=== WORK REQUEST ===
Where does the word "trace" occur in the entries below? Copy every line that has it.

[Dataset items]
※
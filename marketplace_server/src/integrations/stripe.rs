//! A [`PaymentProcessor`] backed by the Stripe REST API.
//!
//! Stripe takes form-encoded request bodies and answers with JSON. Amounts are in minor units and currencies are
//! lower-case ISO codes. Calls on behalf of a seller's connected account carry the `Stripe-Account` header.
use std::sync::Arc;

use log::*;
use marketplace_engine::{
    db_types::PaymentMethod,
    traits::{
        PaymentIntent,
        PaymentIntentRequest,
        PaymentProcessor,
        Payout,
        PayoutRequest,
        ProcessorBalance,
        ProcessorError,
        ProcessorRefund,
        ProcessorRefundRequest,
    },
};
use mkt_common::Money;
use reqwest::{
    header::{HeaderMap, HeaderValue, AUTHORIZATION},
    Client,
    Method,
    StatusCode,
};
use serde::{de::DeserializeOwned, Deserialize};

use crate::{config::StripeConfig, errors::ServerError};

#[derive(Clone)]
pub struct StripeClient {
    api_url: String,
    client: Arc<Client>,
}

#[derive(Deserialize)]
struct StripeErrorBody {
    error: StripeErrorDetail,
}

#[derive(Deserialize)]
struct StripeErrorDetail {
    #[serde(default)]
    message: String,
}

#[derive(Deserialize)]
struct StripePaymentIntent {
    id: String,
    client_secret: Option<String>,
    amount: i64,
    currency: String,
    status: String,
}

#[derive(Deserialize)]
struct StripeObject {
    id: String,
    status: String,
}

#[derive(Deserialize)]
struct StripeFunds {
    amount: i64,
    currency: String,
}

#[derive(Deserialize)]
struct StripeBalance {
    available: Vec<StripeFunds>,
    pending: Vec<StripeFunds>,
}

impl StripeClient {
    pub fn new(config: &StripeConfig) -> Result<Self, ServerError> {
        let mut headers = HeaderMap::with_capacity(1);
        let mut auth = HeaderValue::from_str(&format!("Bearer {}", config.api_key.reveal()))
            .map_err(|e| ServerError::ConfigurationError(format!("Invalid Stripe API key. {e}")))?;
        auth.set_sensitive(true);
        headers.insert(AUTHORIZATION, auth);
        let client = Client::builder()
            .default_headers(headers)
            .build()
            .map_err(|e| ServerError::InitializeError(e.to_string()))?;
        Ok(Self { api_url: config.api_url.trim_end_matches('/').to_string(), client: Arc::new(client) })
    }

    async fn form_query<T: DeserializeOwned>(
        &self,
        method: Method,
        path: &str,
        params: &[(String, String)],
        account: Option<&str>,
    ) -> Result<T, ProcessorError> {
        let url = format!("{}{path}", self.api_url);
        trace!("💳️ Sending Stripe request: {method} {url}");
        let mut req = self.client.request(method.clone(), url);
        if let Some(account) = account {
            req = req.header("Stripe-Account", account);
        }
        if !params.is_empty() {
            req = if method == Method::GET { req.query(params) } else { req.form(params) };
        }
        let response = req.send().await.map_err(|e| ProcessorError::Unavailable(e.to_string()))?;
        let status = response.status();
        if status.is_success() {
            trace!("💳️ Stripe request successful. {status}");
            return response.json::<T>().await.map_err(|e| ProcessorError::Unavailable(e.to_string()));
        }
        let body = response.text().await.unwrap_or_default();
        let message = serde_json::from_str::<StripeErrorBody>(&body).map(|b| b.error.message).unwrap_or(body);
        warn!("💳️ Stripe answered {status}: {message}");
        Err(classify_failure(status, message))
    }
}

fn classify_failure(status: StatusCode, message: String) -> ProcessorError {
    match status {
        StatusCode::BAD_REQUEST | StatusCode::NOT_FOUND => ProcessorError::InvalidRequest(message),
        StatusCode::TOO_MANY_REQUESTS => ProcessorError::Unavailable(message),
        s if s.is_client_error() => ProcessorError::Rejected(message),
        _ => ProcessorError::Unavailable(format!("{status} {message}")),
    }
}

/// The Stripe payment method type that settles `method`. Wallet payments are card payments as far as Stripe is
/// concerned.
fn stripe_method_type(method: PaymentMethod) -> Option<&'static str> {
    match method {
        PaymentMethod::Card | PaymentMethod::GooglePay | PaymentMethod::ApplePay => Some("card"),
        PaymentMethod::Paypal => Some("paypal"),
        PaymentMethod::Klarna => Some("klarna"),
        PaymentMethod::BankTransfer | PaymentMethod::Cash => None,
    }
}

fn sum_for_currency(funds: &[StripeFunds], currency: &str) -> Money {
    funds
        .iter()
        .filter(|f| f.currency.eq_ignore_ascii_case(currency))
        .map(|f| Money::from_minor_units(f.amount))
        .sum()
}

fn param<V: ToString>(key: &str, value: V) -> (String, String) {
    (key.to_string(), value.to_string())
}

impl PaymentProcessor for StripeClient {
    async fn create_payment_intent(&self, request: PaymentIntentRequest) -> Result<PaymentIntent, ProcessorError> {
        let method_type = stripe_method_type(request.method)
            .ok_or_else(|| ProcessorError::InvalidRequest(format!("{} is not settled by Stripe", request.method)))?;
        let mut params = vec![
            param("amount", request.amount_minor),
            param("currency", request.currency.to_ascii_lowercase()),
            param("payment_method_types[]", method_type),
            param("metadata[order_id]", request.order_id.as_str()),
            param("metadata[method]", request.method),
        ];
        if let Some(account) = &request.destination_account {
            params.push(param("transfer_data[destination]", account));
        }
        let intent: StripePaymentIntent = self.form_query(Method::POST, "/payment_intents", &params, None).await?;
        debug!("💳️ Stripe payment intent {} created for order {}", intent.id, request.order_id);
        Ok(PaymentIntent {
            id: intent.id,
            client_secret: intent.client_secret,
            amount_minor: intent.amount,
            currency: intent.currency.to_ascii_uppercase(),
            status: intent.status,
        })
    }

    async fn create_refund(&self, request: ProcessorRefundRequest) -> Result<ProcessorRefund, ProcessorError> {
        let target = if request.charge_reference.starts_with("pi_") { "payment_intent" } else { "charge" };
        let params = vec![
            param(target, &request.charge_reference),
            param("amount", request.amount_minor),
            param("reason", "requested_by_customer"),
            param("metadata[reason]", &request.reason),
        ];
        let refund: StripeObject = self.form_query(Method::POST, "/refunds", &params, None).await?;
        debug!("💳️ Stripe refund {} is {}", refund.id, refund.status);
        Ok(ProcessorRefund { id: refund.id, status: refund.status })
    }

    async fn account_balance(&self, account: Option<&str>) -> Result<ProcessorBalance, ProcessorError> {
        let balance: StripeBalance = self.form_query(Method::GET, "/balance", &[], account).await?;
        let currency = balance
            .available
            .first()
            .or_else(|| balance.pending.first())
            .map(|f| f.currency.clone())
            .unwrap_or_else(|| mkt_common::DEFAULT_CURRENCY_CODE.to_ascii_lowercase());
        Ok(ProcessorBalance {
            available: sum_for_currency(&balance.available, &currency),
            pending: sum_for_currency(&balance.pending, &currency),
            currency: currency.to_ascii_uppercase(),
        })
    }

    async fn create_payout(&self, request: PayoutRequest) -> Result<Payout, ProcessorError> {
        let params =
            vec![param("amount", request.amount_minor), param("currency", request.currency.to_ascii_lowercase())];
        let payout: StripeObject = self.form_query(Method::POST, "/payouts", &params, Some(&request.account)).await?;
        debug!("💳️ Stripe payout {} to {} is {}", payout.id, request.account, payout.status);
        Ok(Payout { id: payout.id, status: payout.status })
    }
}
※
=== PROBLEM SOLUTION ===
        trace!("💳️ Sending Stripe request: {method} {url}");
            trace!("💳️ Stripe request successful. {status}");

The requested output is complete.